Considerations on drawing

Let’s start with a testimony by Franco Purini:

It is almost impossible for today’s students to imagine what a project’s path was like when we used to draw by hand. The quality of the individual sign permeated every moment of the cognitive and creative work, giving it an originality and an identity directly proportional to that of the sign itself. [...] In my conception of architecture, drawing has always played a decisive role, configuring itself as the native place of the idea, a theoretical and imaginative space only within which the embryo of a composition can come to light. Drawing is the individual expression par excellence, the scope of an architectural writing that fully represents the author. (2012, p. 57)
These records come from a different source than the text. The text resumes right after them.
use actix_web::HttpResponse;
use chrono::Utc;
use serde_json::json;

/// Liveness probe, unauthenticated
pub async fn health() -> HttpResponse {
    HttpResponse::Ok().json(json!({
        "status": "ok",
        "service": "product-service",
        "timestamp": Utc::now().to_rfc3339(),
    }))
}
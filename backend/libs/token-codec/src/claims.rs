//! Identity claim carried by a verified token

use serde::{Deserialize, Deserializer, Serialize};
use serde_json::{Map, Value};
use std::fmt;

/// Subject identifier, either an opaque string or an integer
///
/// Issuers disagree on the type of `sub` (database row ids vs. external ids);
/// both are kept exactly as issued.
#[derive(Debug, Clone, PartialEq, Eq, Hash, Serialize, Deserialize)]
#[serde(untagged)]
pub enum Subject {
    Numeric(i64),
    Text(String),
}

impl fmt::Display for Subject {
    fn fmt(&self, f: &mut fmt::Formatter<'_>) -> fmt::Result {
        match self {
            Subject::Numeric(id) => write!(f, "{id}"),
            Subject::Text(id) => f.write_str(id),
        }
    }
}

impl From<i64> for Subject {
    fn from(id: i64) -> Self {
        Subject::Numeric(id)
    }
}

impl From<&str> for Subject {
    fn from(id: &str) -> Self {
        Subject::Text(id.to_string())
    }
}

impl From<String> for Subject {
    fn from(id: String) -> Self {
        Subject::Text(id)
    }
}

/// Decoded payload of a valid token
///
/// `sub` and `iat` are required; a payload without them is malformed.
/// Any member not modelled here lands in `extra` untouched.
#[derive(Debug, Clone, PartialEq, Serialize, Deserialize)]
pub struct IdentityClaim {
    /// Subject (user or vendor identifier)
    pub sub: Subject,

    /// Role / permission tag
    #[serde(default, deserialize_with = "present", skip_serializing_if = "Option::is_none")]
    pub role: Option<String>,

    /// Issued at (Unix timestamp)
    pub iat: i64,

    /// Expiration time (Unix timestamp)
    #[serde(default, deserialize_with = "present", skip_serializing_if = "Option::is_none")]
    pub exp: Option<i64>,

    /// Not before (Unix timestamp)
    #[serde(default, deserialize_with = "present", skip_serializing_if = "Option::is_none")]
    pub nbf: Option<i64>,

    /// Remaining payload members, preserved verbatim
    #[serde(flatten)]
    pub extra: Map<String, Value>,
}

/// Optional member that must not be `null` when present
///
/// A missing key falls back to `None` through `#[serde(default)]`; an explicit
/// `null` is a type error, so `"exp": null` cannot disable expiry.
fn present<'de, D, T>(deserializer: D) -> Result<Option<T>, D::Error>
where
    D: Deserializer<'de>,
    T: Deserialize<'de>,
{
    T::deserialize(deserializer).map(Some)
}

impl IdentityClaim {
    pub fn new(sub: impl Into<Subject>, iat: i64) -> Self {
        Self {
            sub: sub.into(),
            role: None,
            iat,
            exp: None,
            nbf: None,
            extra: Map::new(),
        }
    }

    pub fn with_role(mut self, role: impl Into<String>) -> Self {
        self.role = Some(role.into());
        self
    }

    pub fn with_expiry(mut self, exp: i64) -> Self {
        self.exp = Some(exp);
        self
    }

    pub fn with_not_before(mut self, nbf: i64) -> Self {
        self.nbf = Some(nbf);
        self
    }

    /// Attach an extra payload member (e.g. `email`, `iss`)
    pub fn with_extra(mut self, key: impl Into<String>, value: impl Into<Value>) -> Self {
        self.extra.insert(key.into(), value.into());
        self
    }

    /// Check the role tag
    pub fn has_role(&self, role: &str) -> bool {
        self.role.as_deref() == Some(role)
    }

    /// Check if the subject matches a resource owner
    pub fn is_owner(&self, owner: &Subject) -> bool {
        &self.sub == owner
    }
}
It is still so? Will it still be like this? What is certain is that it is not possible to talk about design without talking about drawing, a field strictly similar to that of design, and equally important for our profession, which has always occupied a central position in the preparation, the professional practice and the research and communication activity of every architect. In addition to the creative aspects recalled by Purini, the main technical goal of drawing is to express, clearly and uniquely, by means of only two dimensions (those of the representation plane, it does not matter if physical or digital), the three-dimensionality of the architectural space. Not an easy goal, which involves a scientific process of “translation” from 3D to 2D in both directions. In fact, architectural drawing can be divided into two subsets: survey and project. The first proceeds from the existing, being characterized by a dynamic that moves from the reality of the building to the two dimensions of the sheet. The second precedes the construction of architecture. It is marked by the intention to pre-figure for the purposes of production and is characterized by a dynamic that from the two-dimensionality of the paper (or of the screen) tends to the spatial organization of the work to be built. But, on closer inspection and beyond these distinctions, any definition of drawing implies a tension towards the project, from which not even the survey is exempt.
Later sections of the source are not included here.